LEOPORNO
ALLA LUNA (di Giacomo Leopardi)
O graziosa luna, io mi rammento
che, or volge l'anno, sovra questo colle
io venia pien d'angoscia a rimirarti:
e tu pendevi allor su quella selva
siccome or fai, che tutta la rischiari.
Ma nebuloso e tremulo dal pianto
che mi sorgea sul ciglio, alle mie luci
il tuo volto apparia, che travagliosa
era mia vita: ed è, né cangia stile,
o mia diletta luna. E pur mi giova
la ricordanza, e il noverar l'etate
del mio dolore.

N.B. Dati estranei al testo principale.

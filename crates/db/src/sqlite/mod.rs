//! SQLite-Backend der Audit-Senke

pub mod audit;
pub mod pool;

pub use pool::SqliteDb;
//! Fehlertypen fuer das Datenbank-Crate

use thiserror::Error;

/// Result-Alias fuer Datenbank-Operationen
pub type DbResult<T> = Result<T, DbError>;

/// Datenbank-Fehlertypen
#[derive(Debug, Error)]
pub enum DbError {
    #[error("Datensatz nicht gefunden: {0}")]
    NichtGefunden(String),

    #[error("Ungueltige Daten: {0}")]
    UngueltigeDaten(String),

    #[error("SQLx-Fehler: {0}")]
    Sqlx(#[from] sqlx::Error),

    #[error("Migration-Fehler: {0}")]
    Migration(#[from] sqlx::migrate::MigrateError),

    #[error("Interner DB-Fehler: {0}")]
    Intern(String),
}

impl DbError {
    pub fn nicht_gefunden(msg: impl Into<String>) -> Self {
        Self::NichtGefunden(msg.into())
    }

    pub fn intern(msg: impl Into<String>) -> Self {
        Self::Intern(msg.into())
    }
}
//! Server-Konfiguration
//!
//! Wird beim Start aus einer TOML-Datei geladen. Alle Felder haben
//! sinnvolle Standardwerte, sodass der Server ohne Konfigurationsdatei
//! lauffaehig ist.

use seance_db::DatabaseConfig;
use seance_relay::RelayConfig;
use serde::{Deserialize, Serialize};

/// Vollstaendige Server-Konfiguration
#[derive(Debug, Clone, Serialize, Deserialize)]
#[serde(default)]
#[derive(Default)]
pub struct ServerConfig {
    /// Allgemeine Server-Einstellungen
    pub server: ServerEinstellungen,
    /// Netzwerk-Einstellungen
    pub netzwerk: NetzwerkEinstellungen,
    /// Relay-Einstellungen (Karenzzeiten, Keepalive)
    pub relay: RelayEinstellungen,
    /// Aufzeichnungs-Einstellungen
    pub aufzeichnung: AufzeichnungsEinstellungen,
    /// Datenbank-Einstellungen (Audit-Protokoll)
    pub datenbank: DatenbankEinstellungen,
    /// Logging-Einstellungen
    pub logging: LoggingEinstellungen,
}

/// Allgemeine Server-Einstellungen
#[derive(Debug, Clone, Serialize, Deserialize)]
#[serde(default)]
pub struct ServerEinstellungen {
    /// Anzeigename des Servers
    pub name: String,
    /// Maximale Anzahl gleichzeitiger Clients
    pub max_clients: u32,
}

impl Default for ServerEinstellungen {
    fn default() -> Self {
        Self {
            name: "Seance Relay".into(),
            max_clients: 512,
        }
    }
}

/// Netzwerk-Einstellungen
#[derive(Debug, Clone, Serialize, Deserialize)]
#[serde(default)]
pub struct NetzwerkEinstellungen {
    /// Bind-Adresse fuer den TCP-Listener
    pub bind_adresse: String,
    /// Port fuer den TCP-Listener
    pub tcp_port: u16,
}

impl Default for NetzwerkEinstellungen {
    fn default() -> Self {
        Self {
            bind_adresse: "0.0.0.0".into(),
            tcp_port: 3000,
        }
    }
}

/// Relay-Einstellungen
#[derive(Debug, Clone, Serialize, Deserialize)]
#[serde(default)]
pub struct RelayEinstellungen {
    /// Karenzzeit in Millisekunden, bevor ein verdraengter Socket faellt
    pub bump_karenz_ms: u64,
    /// Abstand der Keepalive-Pruefungen in Sekunden
    pub keepalive_sek: u64,
    /// Eingangsstille in Sekunden, nach der eine Verbindung als tot gilt
    pub zeitlimit_sek: u64,
}

impl Default for RelayEinstellungen {
    fn default() -> Self {
        Self {
            bump_karenz_ms: 500,
            keepalive_sek: 25,
            zeitlimit_sek: 60,
        }
    }
}

/// Aufzeichnungs-Einstellungen
#[derive(Debug, Clone, Serialize, Deserialize)]
#[serde(default)]
pub struct AufzeichnungsEinstellungen {
    /// Wurzelverzeichnis der Aufzeichnungs-Artefakte
    pub pfad: String,
}

impl Default for AufzeichnungsEinstellungen {
    fn default() -> Self {
        Self {
            pfad: "captures".into(),
        }
    }
}

/// Datenbank-Einstellungen
#[derive(Debug, Clone, Serialize, Deserialize)]
#[serde(default)]
pub struct DatenbankEinstellungen {
    /// Aktiviert das Audit-Protokoll in SQLite
    pub aktiviert: bool,
    /// Verbindungs-URL
    pub url: String,
    /// Maximale Verbindungspool-Groesse
    pub max_verbindungen: u32,
}

impl Default for DatenbankEinstellungen {
    fn default() -> Self {
        Self {
            aktiviert: false,
            url: "sqlite://seance.db".into(),
            max_verbindungen: 5,
        }
    }
}

/// Logging-Einstellungen
#[derive(Debug, Clone, Serialize, Deserialize)]
#[serde(default)]
pub struct LoggingEinstellungen {
    /// Log-Level: "trace", "debug", "info", "warn", "error"
    pub level: String,
    /// Format: "json" oder "text"
    pub format: String,
}

impl Default for LoggingEinstellungen {
    fn default() -> Self {
        Self {
            level: "info".into(),
            format: "text".into(),
        }
    }
}

impl ServerConfig {
    /// Laedt die Konfiguration aus einer TOML-Datei.
    /// Gibt die Standardkonfiguration zurueck wenn die Datei nicht existiert.
    pub fn laden(pfad: &str) -> anyhow::Result<Self> {
        match std::fs::read_to_string(pfad) {
            Ok(inhalt) => {
                let config: Self = toml::from_str(&inhalt)
                    .map_err(|e| anyhow::anyhow!("Konfigurationsfehler in '{pfad}': {e}"))?;
                Ok(config)
            }
            Err(e) if e.kind() == std::io::ErrorKind::NotFound => {
                tracing::warn!(
                    pfad = pfad,
                    "Konfigurationsdatei nicht gefunden, verwende Standardwerte"
                );
                Ok(Self::default())
            }
            Err(e) => Err(anyhow::anyhow!(
                "Konfigurationsdatei '{pfad}' nicht lesbar: {e}"
            )),
        }
    }

    /// Gibt die vollstaendige Bind-Adresse fuer TCP zurueck
    pub fn tcp_bind_adresse(&self) -> String {
        format!("{}:{}", self.netzwerk.bind_adresse, self.netzwerk.tcp_port)
    }

    /// Leitet die Relay-Konfiguration ab
    pub fn relay_config(&self) -> RelayConfig {
        RelayConfig {
            bump_karenz_ms: self.relay.bump_karenz_ms,
            keepalive_sek: self.relay.keepalive_sek,
            zeitlimit_sek: self.relay.zeitlimit_sek,
            max_clients: self.server.max_clients,
        }
    }

    /// Leitet die Datenbank-Konfiguration ab
    pub fn db_config(&self) -> DatabaseConfig {
        DatabaseConfig {
            url: self.datenbank.url.clone(),
            max_verbindungen: self.datenbank.max_verbindungen,
            sqlite_wal: true,
        }
    }
}

#[cfg(test)]
mod tests {
    use super::*;

    #[test]
    fn standard_config_ist_valide() {
        let cfg = ServerConfig::default();
        assert_eq!(cfg.server.max_clients, 512);
        assert_eq!(cfg.netzwerk.tcp_port, 3000);
        assert_eq!(cfg.aufzeichnung.pfad, "captures");
        assert!(!cfg.datenbank.aktiviert);
        assert_eq!(cfg.logging.level, "info");
    }

    #[test]
    fn bind_adresse_setzt_sich_zusammen() {
        let cfg = ServerConfig::default();
        assert_eq!(cfg.tcp_bind_adresse(), "0.0.0.0:3000");
    }

    #[test]
    fn relay_config_uebernimmt_die_karenzzeit() {
        let cfg = ServerConfig::default();
        let relay = cfg.relay_config();
        assert_eq!(relay.bump_karenz_ms, 500);
        assert_eq!(relay.max_clients, 512);
    }

    #[test]
    fn config_aus_toml_string() {
        let toml = r#"
            [server]
            name = "Mein Relay"
            max_clients = 100

            [netzwerk]
            tcp_port = 10000

            [relay]
            bump_karenz_ms = 250
        "#;
        let cfg: ServerConfig = toml::from_str(toml).unwrap();
        assert_eq!(cfg.server.name, "Mein Relay");
        assert_eq!(cfg.server.max_clients, 100);
        assert_eq!(cfg.netzwerk.tcp_port, 10000);
        assert_eq!(cfg.relay.bump_karenz_ms, 250);
        // Nicht angegebene Felder behalten Standardwerte
        assert_eq!(cfg.relay.keepalive_sek, 25);
        assert_eq!(cfg.aufzeichnung.pfad, "captures");
    }
}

Oh come grato occorre
nel tempo giovanil, quando ancor lungo
la speme e breve ha la memoria il corso,
il rimembrar delle passate cose,
ancor che triste, e che l'affanno duri!
ALLA LUNA (di Eiaculo dal Dardo)
O graziosa luna, io mi rammento
che or volge l’ano sovra questo culo
e io venia sulla coscia a ritirarmi.
Al pene davi succulento asilo,
siccome or fai che tutta lo richiavi.
Ma nel cul leso e tremulo dal pianto
che ti sorgea dal coglio, alle mie feci
il tuo vello apparia, che stravogliosa
era mia virilità: il pene cangia stile,
o mia dolente luna. E pur mi chiava
il ricco dardo e il noverar l’etate
del mio dolore. Oh, come grassa scorreggia
mi stappa e giova, quando con lungo
sperma imbeve e allarma il grosso
membro che trapassa cosce,
il cul farcisce e che fa l’ano duro!